(Dataset entries)
╔══

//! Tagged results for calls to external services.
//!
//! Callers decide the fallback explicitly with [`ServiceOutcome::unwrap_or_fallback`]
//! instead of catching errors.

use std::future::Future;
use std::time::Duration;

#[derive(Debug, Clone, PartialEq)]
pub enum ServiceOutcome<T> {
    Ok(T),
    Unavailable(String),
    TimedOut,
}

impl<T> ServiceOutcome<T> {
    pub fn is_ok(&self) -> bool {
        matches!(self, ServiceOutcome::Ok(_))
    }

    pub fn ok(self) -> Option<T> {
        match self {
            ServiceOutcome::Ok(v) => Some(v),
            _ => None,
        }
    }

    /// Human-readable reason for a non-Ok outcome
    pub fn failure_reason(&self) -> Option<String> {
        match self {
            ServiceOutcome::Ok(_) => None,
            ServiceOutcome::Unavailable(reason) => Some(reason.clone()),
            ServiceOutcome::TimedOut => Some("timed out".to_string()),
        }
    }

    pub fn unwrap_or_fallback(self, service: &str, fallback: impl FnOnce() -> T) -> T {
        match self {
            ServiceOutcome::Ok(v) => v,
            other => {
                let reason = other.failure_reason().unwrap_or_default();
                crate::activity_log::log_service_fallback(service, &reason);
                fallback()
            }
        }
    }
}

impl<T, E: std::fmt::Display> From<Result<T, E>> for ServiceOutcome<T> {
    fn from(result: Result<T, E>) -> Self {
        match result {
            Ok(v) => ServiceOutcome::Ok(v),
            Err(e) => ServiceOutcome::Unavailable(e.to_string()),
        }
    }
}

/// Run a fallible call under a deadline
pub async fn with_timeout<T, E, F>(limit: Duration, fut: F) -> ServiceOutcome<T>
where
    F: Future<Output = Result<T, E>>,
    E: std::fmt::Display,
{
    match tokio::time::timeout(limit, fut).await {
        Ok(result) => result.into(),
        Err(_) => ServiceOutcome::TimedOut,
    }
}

╚══

§ **WHAT IS BEING ASKED**
Please copy each line of the entries in which the word "Display" shows up.

§ **PROBLEM SOLUTION**
impl<T, E: std::fmt::Display> From<Result<T, E>> for ServiceOutcome<T> {
    E: std::fmt::Display,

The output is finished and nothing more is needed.